Task to carry out —
Here is a block of entries. Write out its lines exactly, from the first through the one containing "the session token".

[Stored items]
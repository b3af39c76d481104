//! Domain layer: entities, value types and the traits infrastructure implements.

pub mod location;
pub mod user;

pub use location::{validate_location, LocationInfo, ReverseGeocoder, EGYPTIAN_CITIES};
pub use user::{CreateUserDto, TokenIssuer, User, UserProfile, UserRepositoryInterface};

// Re-export errors from support for convenience
pub use crate::support::errors::{DomainError, DomainResult};
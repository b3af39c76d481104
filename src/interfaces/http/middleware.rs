//! Authentication and response-header middleware for Axum

use axum::{
    body::Body,
    extract::State,
    http::{header, HeaderValue, Method, Request},
    middleware::Next,
    response::{IntoResponse, Response},
};
use tower_cookies::Cookies;
use tracing::debug;

use crate::infrastructure::crypto::jwt::{verify_token, JwtConfig, TokenClaims};
use crate::interfaces::http::common::ApiError;
use crate::support::errors::AuthError;

/// Name of the cookie carrying the session token
pub const TOKEN_COOKIE: &str = "token";

/// Authentication state containing the JWT config
#[derive(Clone)]
pub struct AuthState {
    pub jwt_config: JwtConfig,
}

/// Identity of the caller, inserted into request extensions by
/// [`auth_middleware`].
#[derive(Clone, Debug)]
pub struct AuthenticatedUser {
    pub user_id: i32,
}

impl AuthenticatedUser {
    pub fn from_claims(claims: &TokenClaims) -> Self {
        Self {
            user_id: claims.user_id,
        }
    }
}

fn bearer_token(request: &Request<Body>) -> Option<String> {
    let value = request
        .headers()
        .get(header::AUTHORIZATION)?
        .to_str()
        .ok()?;
    let (scheme, token) = value.split_once(' ')?;
    let token = token.trim();
    (scheme.eq_ignore_ascii_case("bearer") && !token.is_empty()).then(|| token.to_string())
}

fn cookie_token(request: &Request<Body>) -> Option<String> {
    request
        .extensions()
        .get::<Cookies>()?
        .get(TOKEN_COOKIE)
        .map(|c| c.value().to_string())
        .filter(|v| !v.is_empty())
}

/// Token from the `Authorization: Bearer` header, falling back to the
/// `token` cookie.
pub fn extract_token(request: &Request<Body>) -> Option<String> {
    bearer_token(request).or_else(|| cookie_token(request))
}

/// JWT authentication guard
pub async fn auth_middleware(
    State(auth_state): State<AuthState>,
    mut request: Request<Body>,
    next: Next,
) -> Response {
    let Some(token) = extract_token(&request) else {
        return auth_error_response(AuthError::MissingToken);
    };

    match verify_token(&token, &auth_state.jwt_config) {
        Ok(claims) => {
            let user = AuthenticatedUser::from_claims(&claims);
            request.extensions_mut().insert(claims);
            request.extensions_mut().insert(user);
            next.run(request).await
        }
        Err(e) => {
            debug!(error = %e, "Rejected bearer token");
            auth_error_response(AuthError::InvalidToken)
        }
    }
}

fn auth_error_response(error: AuthError) -> Response {
    ApiError::from(error).into_response()
}

/// Sets `Cache-Control` on responses that did not choose their own:
/// successful GETs are cacheable for five minutes, everything else is
/// `no-store`.
pub async fn cache_control_middleware(request: Request<Body>, next: Next) -> Response {
    let is_get = request.method() == Method::GET;

    let mut response = next.run(request).await;
    let value = if is_get && response.status().is_success() {
        HeaderValue::from_static("public, max-age=300")
    } else {
        HeaderValue::from_static("no-store")
    };
    response
        .headers_mut()
        .entry(header::CACHE_CONTROL)
        .or_insert(value);
    response
}
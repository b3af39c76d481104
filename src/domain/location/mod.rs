//! Location checks for signup
//!
//! Coordinates are resolved by a [`ReverseGeocoder`]; the result must lie in
//! Egypt and in one of the supported cities.

mod cities;
mod geocoder;
mod model;

pub use cities::{canonical_city, EGYPTIAN_CITIES};
pub use geocoder::ReverseGeocoder;
pub use model::LocationInfo;

use crate::domain::{DomainError, DomainResult};

const EGYPT_NAME: &str = "Egypt";
const EGYPT_ISO3: &str = "EGY";

/// Check a resolved location and return the canonical city name.
pub fn validate_location(location: &LocationInfo) -> DomainResult<String> {
    if !location.is_in_egypt() {
        return Err(DomainError::LocationOutsideEgypt);
    }

    let city = location
        .city
        .as_deref()
        .map(str::trim)
        .filter(|c| !c.is_empty())
        .ok_or(DomainError::LocationUnresolved)?;

    canonical_city(city)
        .map(String::from)
        .ok_or_else(|| DomainError::UnsupportedCity(city.to_string()))
}

impl LocationInfo {
    pub fn is_in_egypt(&self) -> bool {
        let by_name = self
            .country
            .as_deref()
            .is_some_and(|c| c.trim().eq_ignore_ascii_case(EGYPT_NAME));
        let by_code = self
            .country_code
            .as_deref()
            .is_some_and(|c| c.trim().eq_ignore_ascii_case(EGYPT_ISO3));
        by_name || by_code
    }
}

#[cfg(test)]
mod tests {
    use super::*;

    fn location(country: Option<&str>, code: Option<&str>, city: Option<&str>) -> LocationInfo {
        LocationInfo {
            address: None,
            city: city.map(String::from),
            country: country.map(String::from),
            country_code: code.map(String::from),
        }
    }

    #[test]
    fn accepts_supported_egyptian_city() {
        let loc = location(Some("Egypt"), Some("EGY"), Some("El Maadi"));
        assert_eq!(validate_location(&loc).unwrap(), "El Maadi");
    }

    #[test]
    fn country_code_alone_is_enough() {
        let loc = location(None, Some("EGY"), Some("Cairo"));
        assert_eq!(validate_location(&loc).unwrap(), "Cairo");
    }

    #[test]
    fn city_match_is_case_insensitive_and_canonical() {
        let loc = location(Some("Egypt"), None, Some("  alexandria "));
        assert_eq!(validate_location(&loc).unwrap(), "Alexandria");
    }

    #[test]
    fn rejects_foreign_country() {
        let loc = location(Some("USA"), Some("USA"), Some("New York"));
        assert!(matches!(
            validate_location(&loc),
            Err(DomainError::LocationOutsideEgypt)
        ));
    }

    #[test]
    fn rejects_missing_country() {
        let loc = location(None, None, Some("Cairo"));
        assert!(matches!(
            validate_location(&loc),
            Err(DomainError::LocationOutsideEgypt)
        ));
    }

    #[test]
    fn rejects_unsupported_city() {
        let loc = location(Some("Egypt"), Some("EGY"), Some("Siwa Oasis Outpost"));
        match validate_location(&loc) {
            Err(DomainError::UnsupportedCity(city)) => assert_eq!(city, "Siwa Oasis Outpost"),
            other => panic!("unexpected: {:?}", other),
        }
    }

    #[test]
    fn egypt_without_city_is_unresolved() {
        let loc = location(Some("Egypt"), None, Some("  "));
        assert!(matches!(
            validate_location(&loc),
            Err(DomainError::LocationUnresolved)
        ));
    }
}
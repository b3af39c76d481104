//! User service: application-layer orchestration
//!
//! HTTP handlers are thin wrappers that delegate to this service.

use std::sync::Arc;

use tracing::{info, warn};

use crate::domain::{
    validate_location, CreateUserDto, DomainError, DomainResult, ReverseGeocoder, User,
    UserProfile, UserRepositoryInterface,
};
use crate::infrastructure::crypto::jwt::{create_token, JwtConfig};

/// Signup data as accepted from a client
#[derive(Debug, Clone)]
pub struct SignupInput {
    pub name: String,
    pub email: String,
    pub latitude: f64,
    pub longitude: f64,
}

/// A committed user together with its session token
#[derive(Debug, Clone)]
pub struct SignupResult {
    pub user: User,
    pub token: String,
}

/// Orchestrates signup and profile use-cases.
///
/// Generic over `R: UserRepositoryInterface` so it stays decoupled from
/// the concrete persistence layer.
pub struct UserService<R: UserRepositoryInterface> {
    repo: Arc<R>,
    geocoder: Arc<dyn ReverseGeocoder>,
    jwt_config: JwtConfig,
}

impl<R: UserRepositoryInterface> UserService<R> {
    pub fn new(repo: Arc<R>, geocoder: Arc<dyn ReverseGeocoder>, jwt_config: JwtConfig) -> Self {
        Self {
            repo,
            geocoder,
            jwt_config,
        }
    }

    pub fn jwt_config(&self) -> &JwtConfig {
        &self.jwt_config
    }

    // ── Queries ─────────────────────────────────────────────────

    /// Public profile (name, email, city) of a user.
    pub async fn find_one(&self, id: i32) -> DomainResult<UserProfile> {
        self.repo
            .find_profile(id)
            .await?
            .ok_or_else(|| DomainError::NotFound {
                entity: "User",
                field: "id",
                value: id.to_string(),
            })
    }

    // ── Signup ──────────────────────────────────────────────────

    /// Register a user located in a supported Egyptian city and issue a token.
    ///
    /// Nothing is persisted unless every step succeeds.
    pub async fn create(&self, input: SignupInput) -> DomainResult<SignupResult> {
        let email = input.email.trim().to_lowercase();
        let name = input.name.trim().to_string();

        if self.repo.find_by_email(&email).await?.is_some() {
            return Err(DomainError::EmailTaken);
        }

        let location = self
            .geocoder
            .reverse_geocode(input.latitude, input.longitude)
            .await?;

        let city = validate_location(&location).map_err(|e| {
            warn!(
                %email,
                country = ?location.country,
                city = ?location.city,
                "Signup rejected by location rules"
            );
            e
        })?;

        let dto = CreateUserDto {
            name,
            email,
            latitude: input.latitude,
            longitude: input.longitude,
            city: Some(city),
        };

        let jwt_config = &self.jwt_config;
        let issue = move |user: &User| -> DomainResult<String> {
            create_token(user.id, jwt_config).map_err(|e| DomainError::Token(e.to_string()))
        };

        let (user, token) = self.repo.create_user_atomic(dto, &issue).await?;

        info!(user_id = user.id, email = %user.email, city = ?user.city, "New user registered");
        Ok(SignupResult { user, token })
    }
}

#[cfg(test)]
mod tests {
    use super::*;
    use crate::domain::LocationInfo;
    use crate::infrastructure::crypto::jwt::verify_token;
    use crate::infrastructure::database::migrator::Migrator;
    use crate::infrastructure::database::repositories::UserRepository;
    use crate::infrastructure::database::{init_database, DatabaseConfig};
    use crate::support::errors::GeocodingError;
    use async_trait::async_trait;
    use sea_orm_migration::MigratorTrait;
    use std::sync::atomic::{AtomicUsize, Ordering};

    struct StubGeocoder {
        result: Result<LocationInfo, GeocodingError>,
        calls: AtomicUsize,
    }

    impl StubGeocoder {
        fn resolving(country: &str, city: &str) -> Self {
            Self {
                result: Ok(LocationInfo {
                    address: None,
                    city: Some(city.into()),
                    country: Some(country.into()),
                    country_code: None,
                }),
                calls: AtomicUsize::new(0),
            }
        }

        fn failing(err: GeocodingError) -> Self {
            Self {
                result: Err(err),
                calls: AtomicUsize::new(0),
            }
        }
    }

    #[async_trait]
    impl ReverseGeocoder for StubGeocoder {
        async fn reverse_geocode(&self, _: f64, _: f64) -> Result<LocationInfo, GeocodingError> {
            self.calls.fetch_add(1, Ordering::SeqCst);
            self.result.clone()
        }
    }

    fn jwt() -> JwtConfig {
        JwtConfig {
            secret: "shezlong-task".into(),
            expiration_hours: 2,
            issuer: "mindwell".into(),
        }
    }

    async fn service(geocoder: Arc<StubGeocoder>) -> UserService<UserRepository> {
        let db = init_database(&DatabaseConfig::in_memory()).await.unwrap();
        Migrator::up(&db, None).await.unwrap();
        UserService::new(Arc::new(UserRepository::new(db)), geocoder, jwt())
    }

    fn input(email: &str) -> SignupInput {
        SignupInput {
            name: "test".into(),
            email: email.into(),
            latitude: 29.970089,
            longitude: 31.243959,
        }
    }

    #[tokio::test]
    async fn create_registers_user_and_signs_token() {
        let geo = Arc::new(StubGeocoder::resolving("Egypt", "El Maadi"));
        let svc = service(geo.clone()).await;

        let result = svc.create(input("test@test.com")).await.unwrap();

        assert_eq!(result.user.email, "test@test.com");
        assert_eq!(result.user.city.as_deref(), Some("El Maadi"));
        assert_eq!(result.user.latitude, 29.970089);
        assert_eq!(geo.calls.load(Ordering::SeqCst), 1);

        let claims = verify_token(&result.token, &jwt()).unwrap();
        assert_eq!(claims.user_id, result.user.id);
    }

    #[tokio::test]
    async fn duplicate_email_skips_geocoding() {
        let geo = Arc::new(StubGeocoder::resolving("Egypt", "Cairo"));
        let svc = service(geo.clone()).await;

        svc.create(input("test@test.com")).await.unwrap();
        let err = svc.create(input(" TEST@test.com ")).await.unwrap_err();

        assert!(matches!(err, DomainError::EmailTaken));
        assert_eq!(err.to_string(), "Email already exists");
        assert_eq!(geo.calls.load(Ordering::SeqCst), 1);
    }

    #[tokio::test]
    async fn location_outside_egypt_is_forbidden() {
        let svc = service(Arc::new(StubGeocoder::resolving("USA", "New York"))).await;

        let err = svc.create(input("test@test.com")).await.unwrap_err();
        assert!(matches!(err, DomainError::LocationOutsideEgypt));
        assert_eq!(err.to_string(), "User location must be within Egypt.");
    }

    #[tokio::test]
    async fn unsupported_city_is_rejected_and_not_saved() {
        let svc = service(Arc::new(StubGeocoder::resolving("Egypt", "Nowhere"))).await;

        let err = svc.create(input("test@test.com")).await.unwrap_err();
        assert!(matches!(err, DomainError::UnsupportedCity(_)));
        assert!(svc.repo.find_by_email("test@test.com").await.unwrap().is_none());
    }

    #[tokio::test]
    async fn geocoding_failure_propagates() {
        let svc = service(Arc::new(StubGeocoder::failing(GeocodingError::Upstream {
            status: 500,
        })))
        .await;

        let err = svc.create(input("test@test.com")).await.unwrap_err();
        assert!(matches!(
            err,
            DomainError::Geocoding(GeocodingError::Upstream { status: 500 })
        ));
    }

    #[tokio::test]
    async fn find_one_returns_profile() {
        let svc = service(Arc::new(StubGeocoder::resolving("Egypt", "El Maadi"))).await;
        let created = svc.create(input("test@test.com")).await.unwrap();

        let profile = svc.find_one(created.user.id).await.unwrap();
        assert_eq!(profile.name, "test");
        assert_eq!(profile.email, "test@test.com");
        assert_eq!(profile.city.as_deref(), Some("El Maadi"));
    }

    #[tokio::test]
    async fn find_one_missing_user() {
        let svc = service(Arc::new(StubGeocoder::resolving("Egypt", "Cairo"))).await;

        let err = svc.find_one(1).await.unwrap_err();
        assert!(matches!(err, DomainError::NotFound { .. }));
        assert_eq!(err.to_string(), "User not found");
    }
}
//! Sender Value Object
//!
//! Alphanumeric SMS sender ID ("From" label shown by carriers).

use serde::{Deserialize, Serialize};
use std::fmt;

use crate::config::SenderRules;
use crate::error::{SmsError, SmsResult};

/// Severity attached to a sender verdict
#[derive(Clone, Copy, Debug, PartialEq, Eq, Serialize, Deserialize)]
pub enum Severity {
    /// No value given; the caller decides whether one is required
    Empty,
    Ok,
    Warning,
    Error,
}

/// Outcome of checking a candidate sender name
#[derive(Clone, Debug, PartialEq, Eq, Serialize, Deserialize)]
pub struct SenderVerdict {
    pub valid: bool,
    pub severity: Severity,
    pub message: String,
}

impl SenderVerdict {
    fn new(valid: bool, severity: Severity, message: impl Into<String>) -> Self {
        Self { valid, severity, message: message.into() }
    }
}

/// Check a sender name. Rules apply in order and the first hard failure wins.
pub fn validate_sender(name: &str, rules: SenderRules) -> SenderVerdict {
    if name.is_empty() {
        return SenderVerdict::new(false, Severity::Empty, "no sender given");
    }

    if !name.chars().all(|c| c.is_ascii_alphanumeric()) {
        return SenderVerdict::new(false, Severity::Error, "must be alphanumeric");
    }

    // ASCII only past this point, so byte length is character length
    if name.len() > rules.max_len {
        return SenderVerdict::new(
            false,
            Severity::Error,
            format!("exceeds {} characters", rules.max_len),
        );
    }

    if name.len() < rules.min_len {
        return SenderVerdict::new(
            true,
            Severity::Warning,
            format!("shorter than recommended minimum of {} characters", rules.min_len),
        );
    }

    SenderVerdict::new(true, Severity::Ok, "valid sender")
}

/// Sender name that passed validation (possibly with a warning)
#[derive(Clone, Debug, PartialEq, Eq, Hash, Serialize, Deserialize)]
#[serde(transparent)]
pub struct SenderName(String);

impl SenderName {
    pub fn parse(name: impl Into<String>, rules: SenderRules) -> SmsResult<Self> {
        let name = name.into();
        let verdict = validate_sender(&name, rules);
        if !verdict.valid {
            return Err(SmsError::InvalidSender { name, reason: verdict.message });
        }
        Ok(Self(name))
    }

    pub fn as_str(&self) -> &str {
        &self.0
    }
}

impl fmt::Display for SenderName {
    fn fmt(&self, f: &mut fmt::Formatter<'_>) -> fmt::Result {
        write!(f, "{}", self.0)
    }
}

#[cfg(test)]
mod tests {
    use super::*;

    fn check(name: &str) -> SenderVerdict {
        validate_sender(name, SenderRules::default())
    }

    #[test]
    fn test_valid_sender() {
        let v = check("ERP");
        assert!(v.valid);
        assert_eq!(v.severity, Severity::Ok);
    }

    #[test]
    fn test_hyphen_rejected() {
        let v = check("ERPNEXT-1");
        assert!(!v.valid);
        assert_eq!(v.severity, Severity::Error);
        assert_eq!(v.message, "must be alphanumeric");
    }

    #[test]
    fn test_short_sender_warns() {
        let v = check("A");
        assert!(v.valid);
        assert_eq!(v.severity, Severity::Warning);
    }

    #[test]
    fn test_too_long_rejected() {
        let v = check("TOOLONGSENDER1");
        assert!(!v.valid);
        assert_eq!(v.message, "exceeds 11 characters");
    }

    #[test]
    fn test_boundaries() {
        assert_eq!(check("ABCDEFGHIJK").severity, Severity::Ok);
        assert_eq!(check("ABC").severity, Severity::Ok);
        assert_eq!(check("AB").severity, Severity::Warning);
    }

    #[test]
    fn test_non_ascii_rejected() {
        assert_eq!(check("Café").severity, Severity::Error);
    }

    #[test]
    fn test_alphanumeric_checked_before_length() {
        assert_eq!(check("WAY-TOO-LONG-SENDER").message, "must be alphanumeric");
    }

    #[test]
    fn test_empty_is_not_an_error() {
        let v = check("");
        assert!(!v.valid);
        assert_eq!(v.severity, Severity::Empty);
    }

    #[test]
    fn test_custom_minimum() {
        let rules = SenderRules { min_len: 1, max_len: 11 };
        assert_eq!(validate_sender("A", rules).severity, Severity::Ok);
    }

    #[test]
    fn test_parse() {
        assert_eq!(SenderName::parse("Shop", SenderRules::default()).unwrap().as_str(), "Shop");
        assert!(matches!(
            SenderName::parse("bad sender", SenderRules::default()),
            Err(SmsError::InvalidSender { .. })
        ));
    }
}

Output for this exercise —
repository b3af39c76d481104
//! Domain layer: entities, value types and the traits infrastructure implements.

pub mod location;
pub mod user;

pub use location::{validate_location, LocationInfo, ReverseGeocoder, EGYPTIAN_CITIES};
pub use user::{CreateUserDto, TokenIssuer, User, UserProfile, UserRepositoryInterface};

// Re-export errors from support for convenience
pub use crate::support::errors::{DomainError, DomainResult};
repository b3af39c76d481104
filename src/interfaces/http/middleware.rs
//! Authentication and response-header middleware for Axum

use axum::{
    body::Body,
    extract::State,
    http::{header, HeaderValue, Method, Request},
    middleware::Next,
    response::{IntoResponse, Response},
};
use tower_cookies::Cookies;
use tracing::debug;

use crate::infrastructure::crypto::jwt::{verify_token, JwtConfig, TokenClaims};
use crate::interfaces::http::common::ApiError;
use crate::support::errors::AuthError;

/// Name of the cookie carrying the session token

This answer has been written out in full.